The results from what the state calls the 2013 “Fall Midwater Trawl,” reconfirm “the continuing biological collapse that is occurring in the Sacramento-San Joaquin Delta estuary,” CSP says.

The Fall Midwater Trawl is done monthly from September through December at 100 stations in the Delta.

“Excessive water diversions from the Delta by the State and Federal Projects and the failure of state agencies to enforce water quality standards have created an extended fish drought that can only be characterized as a biological holocaust,” says CSPA Executive Director Bill Jennings. “And the same agencies that orchestrated and chaperoned this biological meltdown are not only proposing a scheme to divert massive quantities of fresh water flows via tunnels under the Delta, under the guise of the Bay Delta Conservation Plan, but they ask us to trust them to build the tunnels now and figure out how to operate them later.”

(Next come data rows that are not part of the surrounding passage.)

use std::collections::HashMap;

use qsim::Counts;

use crate::error::{DtcError, Result, invalid};
use crate::spins::spin_combinations;

/// Counts of one execution request, keyed by circuit name.
#[derive(Debug, Clone, Default, PartialEq)]
pub struct ExperimentResults {
    counts: HashMap<String, Counts>,
}

impl ExperimentResults {
    pub fn new() -> Self {
        Self::default()
    }

    pub fn insert(&mut self, circuit_id: impl Into<String>, counts: Counts) {
        self.counts.insert(circuit_id.into(), counts);
    }

    pub fn get_counts(&self, circuit_id: &str) -> Result<&Counts> {
        self.counts
            .get(circuit_id)
            .ok_or_else(|| invalid(format!("no counts recorded for circuit '{}'", circuit_id)))
    }

    pub fn len(&self) -> usize {
        self.counts.len()
    }

    pub fn is_empty(&self) -> bool {
        self.counts.is_empty()
    }
}

/// Sums the counts of `keys` that were observed, each divided by `shot_num`.
/// Missing and zero entries are dropped before normalising.
fn normalized_total(counts: &Counts, keys: &[String], shot_num: u64) -> f64 {
    keys.iter()
        .filter_map(|k| counts.get(k).copied())
        .filter(|&c| c != 0)
        .map(|c| c as f64 / shot_num as f64)
        .sum()
}

/// Spin polarisation at `site` from a bare counts table.
///
/// The denominator is the declared `shot_num`, not the observed total, so a
/// table that undercounts yields a proportionally smaller magnitude.
pub fn spin_expectation(n: usize, site: usize, counts: &Counts, shot_num: u64) -> Result<f64> {
    if shot_num == 0 {
        return Err(DtcError::DivisionByZero);
    }
    let sets = spin_combinations(site, n)?;
    let up = normalized_total(counts, &sets.up, shot_num);
    let down = normalized_total(counts, &sets.down, shot_num);
    Ok(up - down)
}

/// Spin polarisation at `site` for the execution of `circuit_id`.
pub fn expectation_value(
    n: usize,
    site: usize,
    results: &ExperimentResults,
    shot_num: u64,
    circuit_id: &str,
) -> Result<f64> {
    if shot_num == 0 {
        return Err(DtcError::DivisionByZero);
    }
    spin_expectation(n, site, results.get_counts(circuit_id)?, shot_num)
}
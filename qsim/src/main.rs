use anyhow::{Context, Result};
use clap::Parser;
use qsim::{Backend, Circuit, NoiseModel, NoisySimulator, StatevectorSimulator};
use std::collections::BTreeMap;
use std::fs;
use std::io::{self, Read};
use std::path::{Path, PathBuf};
use tracing::info;
use tracing_subscriber::EnvFilter;

/// Runs an OpenQASM 2.0 circuit and prints the measured counts as JSON
#[derive(Parser, Debug)]
#[command(author, version, about, long_about = None)]
struct Cli {
    /// The input OpenQASM file to simulate. If not provided, reads from stdin.
    #[arg(short, long)]
    input_file: Option<PathBuf>,

    /// The output file to write JSON counts to. If not provided, writes to stdout.
    #[arg(short, long)]
    output_file: Option<PathBuf>,

    /// Number of shots to sample.
    #[arg(short, long, default_value_t = 1024)]
    shots: u64,

    /// Sampling seed for reproducible counts.
    #[arg(long)]
    seed: Option<u64>,

    /// Per-bit read-out flip probability; enables the trajectory simulator.
    #[arg(long)]
    readout_error: Option<f64>,

    /// Depolarizing probability after each single-qubit gate.
    #[arg(long)]
    gate_error: Option<f64>,
}

/// Any error flag switches to the trajectory simulator.
fn backend_for(cli: &Cli) -> Result<Box<dyn Backend>> {
    if cli.readout_error.is_none() && cli.gate_error.is_none() {
        let sim = StatevectorSimulator::default();
        return Ok(Box::new(match cli.seed {
            Some(seed) => sim.with_seed(seed),
            None => sim,
        }));
    }

    let noise = NoiseModel {
        single_qubit_error: cli.gate_error.unwrap_or(0.0),
        two_qubit_error: cli.gate_error.unwrap_or(0.0),
        readout_error: cli.readout_error.unwrap_or(0.0),
    };
    let sim = NoisySimulator::new(noise, Vec::new()).context("Invalid noise flags")?;
    Ok(Box::new(match cli.seed {
        Some(seed) => sim.with_seed(seed),
        None => sim,
    }))
}

/// Writes the whole document or reports why it could not.
fn write_output(path: &Path, json: &str) -> Result<()> {
    fs::write(path, json).with_context(|| format!("Failed to write {}", path.display()))
}

fn main() -> Result<()> {
    tracing_subscriber::fmt()
        .with_env_filter(EnvFilter::try_from_default_env().unwrap_or_else(|_| EnvFilter::new("info")))
        .with_writer(io::stderr)
        .init();
    let cli = Cli::parse();

    // Read the QASM input from a file or stdin
    let mut qasm_input = String::new();
    if let Some(input_path) = &cli.input_file {
        qasm_input = fs::read_to_string(input_path)
            .with_context(|| format!("Failed to read circuit file: {}", input_path.display()))?;
    } else {
        info!("reading QASM from stdin, end with Ctrl+D");
        io::stdin().read_to_string(&mut qasm_input)?;
    }

    let circuit = Circuit::from_qasm(&qasm_input).context("Failed to parse QASM input")?;
    info!(qubits = circuit.num_qubits, gates = circuit.gates.len(), shots = cli.shots, "running circuit");

    let backend = backend_for(&cli)?;
    let counts: BTreeMap<_, _> = backend.execute(&circuit, cli.shots)?.into_iter().collect();
    let json_output = serde_json::to_string_pretty(&counts)?;

    // Determine the output writer (file or stdout) and write the result
    if let Some(output_path) = cli.output_file {
        write_output(&output_path, &json_output)?;
    } else {
        println!("{}", json_output);
    }

    Ok(())
}
mod config;

use std::fs;
use std::io;
use std::path::{Path, PathBuf};

use anyhow::{Context, Result, bail};
use clap::{Parser, Subcommand};
use dtc::{BatchRunner, Executor};
use serde::Serialize;
use tracing::info;
use tracing_subscriber::EnvFilter;

use crate::config::RunConfig;

/// Simulates a driven spin chain and reports the site polarisation over time
#[derive(Parser, Debug)]
#[command(author, version, about, long_about = None)]
struct Cli {
    #[command(subcommand)]
    command: Command,
}

#[derive(Subcommand, Debug)]
enum Command {
    /// Evaluate the polarisation for every step of the series.
    Run {
        /// YAML run configuration.
        #[arg(short, long)]
        config: PathBuf,
        /// Where to write the JSON series. Defaults to stdout.
        #[arg(short, long)]
        output: Option<PathBuf>,
    },
    /// Print the OpenQASM of one step of the series.
    Qasm {
        #[arg(short, long)]
        config: PathBuf,
        #[arg(short, long)]
        step: usize,
    },
}

#[derive(Serialize, Debug)]
struct SeriesPoint {
    step: usize,
    t: f64,
    expectation: f64,
}

fn run(cfg: &RunConfig) -> Result<Vec<SeriesPoint>> {
    let circuits = cfg.params_at(0).time_series(cfg.steps)?;
    let executor = Executor::new(cfg.context()?).context("Failed to set up the execution backend")?;
    info!(
        backend = executor.backend_name(),
        circuits = circuits.len(),
        site = cfg.site,
        shots = cfg.shots,
        "starting DTC run"
    );

    let mut runner = BatchRunner::new(&executor, cfg.site).with_max_batch_size(cfg.max_batch_size);
    if let Some(zne) = &cfg.zne {
        runner = runner.with_zne(zne.clone());
    }
    let values = runner.evaluate(&circuits)?;

    Ok(values
        .into_iter()
        .enumerate()
        .map(|(step, expectation)| SeriesPoint {
            step,
            t: cfg.params_at(step).t,
            expectation,
        })
        .collect())
}

/// Writes the whole document or reports why it could not.
fn write_output(path: &Path, json: &str) -> Result<()> {
    fs::write(path, json).with_context(|| format!("Failed to write {}", path.display()))
}

fn main() -> Result<()> {
    tracing_subscriber::fmt()
        .with_env_filter(EnvFilter::try_from_default_env().unwrap_or_else(|_| EnvFilter::new("info")))
        .with_writer(io::stderr)
        .init();

    match Cli::parse().command {
        Command::Run { config, output } => {
            let cfg = RunConfig::load(&config)?;
            let series = run(&cfg)?;
            let json_output = serde_json::to_string_pretty(&series)?;

            if let Some(output_path) = output {
                write_output(&output_path, &json_output)?;
                info!(path = %output_path.display(), points = series.len(), "series written");
            } else {
                println!("{}", json_output);
            }
        }
        Command::Qasm { config, step } => {
            let cfg = RunConfig::load(&config)?;
            if step > cfg.steps {
                bail!("step {} is past the configured {} steps", step, cfg.steps);
            }
            let circuit = cfg.params_at(step).build_circuit()?;
            print!("{}", circuit.to_qasm());
        }
    }
    Ok(())
}

#[cfg(test)]
mod tests {
    use super::*;

    #[test]
    fn quiet_chain_stays_polarised() {
        let cfg: RunConfig = serde_yaml::from_str(
            "lattice: { n: 3, j: 0.0, dt: 0.5, lamb: 0.0, omega: 0.0, h: 0.0 }\nsteps: 2\nsite: 0\nshots: 64\n",
        )
        .unwrap();
        let series = run(&cfg).unwrap();
        assert_eq!(series.len(), 3);
        assert_eq!(series[2].t, 1.0);
        assert!(series.iter().all(|p| p.expectation == 1.0));
    }

    #[test]
    fn hardware_mode_needs_a_provider() {
        let cfg: RunConfig = serde_yaml::from_str(
            "lattice: { n: 3, j: 0.0, dt: 0.5, lamb: 0.0, omega: 0.0, h: 0.0 }\nsteps: 1\nshots: 64\nmode: { kind: hardware, device: ibmq_lima }\n",
        )
        .unwrap();
        assert!(run(&cfg).is_err());
    }

    #[test]
    fn unwritable_output_is_an_error() {
        let path = std::env::temp_dir().join("dtc-runner-missing-dir").join("out.json");
        assert!(write_output(&path, "{}").is_err());

        let path = std::env::temp_dir().join("dtc-runner-output.json");
        write_output(&path, "[1]").unwrap();
        assert_eq!(fs::read_to_string(&path).unwrap(), "[1]");
        fs::remove_file(&path).unwrap();
    }
}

BDCP proponents have said that the two mammoth 35-mile tunnels under the Delta will not lead to an increase in total water exports. However, actual operations will be determined after completion of the project through a decision-tree adaptive management process “by the same agencies that have historically failed to protect the estuary,” Mr. Jennings says.

“BDCP proponents are not going to spend some $67 billion to receive the same or less water and reduced outflow for an estuary already hemorrhaging from a lack of water is a death sentence,” he says.

The 2013 FMWT indices for Delta smelt and American shad were the second lowest in the 46 years of the survey. The striped bass index was tied for third lowest, while the longfin smelt and threadfin shad indices were the eighth and fifth lowest, respectively, the CSPA says.